Hi everyone. It’s Eric, the editor, with an update on my husband Mike. As many know, he recently received the gift of life via a heart transplant.
Yesterday started off great. He was off just about all the machines except for dialysis, which is done on a temporary basis to address the kidney trauma typical of transplants. We had removed him from the ventilator, and life was good.
As the afternoon wore on, Mike was becoming more alert and things were looking good (other than Mike sounding like Kermit the frog after a rough night at the local watering hole, the result of more than a week on life support.)
Mid-afternoon we turned him, and I was super pleased that he coughed up lots of secretions, as the ability to manage your own airway is one of the keys to success in staying off the ventilator for transplant patients.
Moments later, Mike’s oxygen sats and blood pressure dropped like a rock and continued to fall. A full emergency crew from the ICU responded, and we got Mike stabilized. Just in time, too—he was moments away from coding. And had even a few more seconds elapsed, he would likely have had brain damage.

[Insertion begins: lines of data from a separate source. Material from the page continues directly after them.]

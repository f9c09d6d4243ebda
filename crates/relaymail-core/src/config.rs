//! Client configuration
//!
//! Loaded from `relaymail.json` in the data directory. Every field has a
//! default, so a missing file or a partial file is valid.

use std::path::{Path, PathBuf};
use std::time::Duration;

use serde::{Deserialize, Serialize};

use crate::error::{MailError, MailResult};
use crate::types::Network;

/// File name of the configuration inside the data directory
pub const CONFIG_FILE_NAME: &str = "relaymail.json";

/// File name of the database inside the data directory
pub const DATABASE_FILE_NAME: &str = "relaymail.redb";

/// Package id of the messaging contracts on testnet
pub const DEFAULT_MESSAGING_PACKAGE: &str =
    "0x984960ebddd75c15c6d38355ac462621db0ffc7d6647214c802cd3b685e1af3d";

/// Runtime configuration of the client
#[derive(Debug, Clone, PartialEq, Eq, Serialize, Deserialize)]
#[serde(default, rename_all = "snake_case")]
pub struct MailConfig {
    pub network: Network,
    /// Base URL of the sponsor relay (`/sponsor` and `/execute` are appended)
    pub sponsor_url: String,
    /// Package id whose call targets the relay is allowed to sponsor
    pub messaging_package: String,
    /// Interval of the background pull loop
    pub poll_interval_secs: u64,
    /// Lifetime of a freshly created session credential
    pub session_ttl_minutes: u32,
    /// Call targets sponsored in addition to the built-in allowlist
    pub extra_call_targets: Vec<String>,
    /// Timeout of a single relay HTTP request
    pub request_timeout_secs: u64,
}

impl Default for MailConfig {
    fn default() -> Self {
        Self {
            network: Network::Testnet,
            sponsor_url: "http://localhost:3001".to_string(),
            messaging_package: DEFAULT_MESSAGING_PACKAGE.to_string(),
            poll_interval_secs: 10,
            session_ttl_minutes: 30,
            extra_call_targets: Vec::new(),
            request_timeout_secs: 30,
        }
    }
}

impl MailConfig {
    /// Load configuration from `path`, falling back to defaults if the file is missing.
    ///
    /// # Errors
    ///
    /// Returns `MailError::Serialization` for a file that exists but is not
    /// valid JSON, and `MailError::InvalidInput` for out-of-range values.
    pub fn load(path: impl AsRef<Path>) -> MailResult<Self> {
        let path = path.as_ref();
        if !path.exists() {
            tracing::debug!(path = %path.display(), "No config file, using defaults");
            return Ok(Self::default());
        }
        let data = std::fs::read(path)?;
        let config: MailConfig = serde_json::from_slice(&data)?;
        config.validate()?;
        tracing::debug!(path = %path.display(), network = %config.network, "Loaded config");
        Ok(config)
    }

    /// Load `relaymail.json` from a data directory
    pub fn load_from_dir(data_dir: impl AsRef<Path>) -> MailResult<Self> {
        Self::load(data_dir.as_ref().join(CONFIG_FILE_NAME))
    }

    /// Write the configuration as pretty JSON, creating parent directories
    pub fn save(&self, path: impl AsRef<Path>) -> MailResult<()> {
        let path = path.as_ref();
        self.validate()?;
        if let Some(parent) = path.parent() {
            std::fs::create_dir_all(parent)?;
        }
        let data = serde_json::to_vec_pretty(self)?;
        std::fs::write(path, data)?;
        Ok(())
    }

    pub fn validate(&self) -> MailResult<()> {
        if self.poll_interval_secs == 0 {
            return Err(MailError::InvalidInput(
                "poll_interval_secs must be at least 1".to_string(),
            ));
        }
        if self.session_ttl_minutes == 0 {
            return Err(MailError::InvalidInput(
                "session_ttl_minutes must be at least 1".to_string(),
            ));
        }
        if !self.sponsor_url.starts_with("http://") && !self.sponsor_url.starts_with("https://") {
            return Err(MailError::InvalidInput(format!(
                "sponsor_url '{}' must be an http(s) URL",
                self.sponsor_url
            )));
        }
        Ok(())
    }

    pub fn poll_interval(&self) -> Duration {
        Duration::from_secs(self.poll_interval_secs)
    }

    pub fn request_timeout(&self) -> Duration {
        Duration::from_secs(self.request_timeout_secs)
    }

    /// Path of the database inside `data_dir`
    pub fn database_path(data_dir: impl AsRef<Path>) -> PathBuf {
        data_dir.as_ref().join(DATABASE_FILE_NAME)
    }
}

Mike’s again intubated and on a ventilator, and before we did it, he let us know he was profoundly unhappy about it. But what he didn’t realize is he was dying, and quite quickly.
We’re looking at possible causes, and it looks like it may have been dehydration and a combination of his meds, although we’ll probably never know for sure. A heart transplant is a huge undertaking, with thousands of moving parts, and costs over a million dollars. So figuring out causation is a bit like predicting the weather — we can come close, but it’s rare to have certainty.
Later this week, we will almost certainly do a temporary tracheotomy to manage secretions. (It’s not permanent. In fact, Elizabeth Taylor had one in the middle of filming the 1960’s epic, Cleopatra, and if you look closely, you can see the scar, artfully concealed with makeup and highlighter. And yes, she still looks like the living incarnation of the god Isis.)
All in all, not entirely unexpected, and a small pothole in the longer road to recovery. But it’s profoundly distressing to see my spouse in so much physical and emotional pain.
As for the hospital staffer who tried to kick me out of the hallway, nice try.
I promised Mike I’d stick with him throughout the entire process, and if things go south, he won’t be alone. Yes, I will stay out from underfoot, but don’t you DARE go there again. I’m nothing if not tenacious, so don’t even think it.
I did do a little self care last night. I quarantine when I am not with Mike, which means I wear an N95 mask, I don’t go out, and I don’t eat out. But I did get crab cakes and other treats to go from my favorite Cajun restaurant, bring them back to my hotel room, and gobble them down. Yum.
So far, I’m okay, but it’s definitely a rough ride for family.
I’m painfully aware that someone too weak to even manage their own airway is profoundly vulnerable to even a mild cold or flu, and until the transplant, I spent the better part of three months sleeping in Mike’s hospital room. So there are a host of factors at play — physical exhaustion, breakdown in circadian rhythms, lack of sleep, anxiety, interpersonal issues, and more.
And hospitals are tough—it’s noisy, the lights never go out, and someone is in the room every 15 minutes. But I managed, and actually enjoyed the time together. Uncharacteristically, I had two crying jags, but they were actually good for me.
Hospital staff also knows that, when the day comes, Mike’s coming home to a very safe, loving environment. Behind the scenes, I’ve put in higher toilets, grab rails, softer carpet in case of a tumble, and lots more. If it holds still, it gets scrubbed, sprayed with bleach, dragged to the dry cleaners, or some combination of the above.
Meanwhile, the paying job is done for the foreseeable future, and I’m glad we have savings. You really don’t understand how much effort — or money — it takes to create a safe environment for a transplant patient until you do it.
And no, very little it the way of new furniture, and none of it high-end. It’s all about making sure everything is clean, sanitary, and safe at a level we don’t do in most homes.
For those so inclined, your prayers are welcome. I’ll also keep you posted in what, at the end of the day, is not a race but a marathon.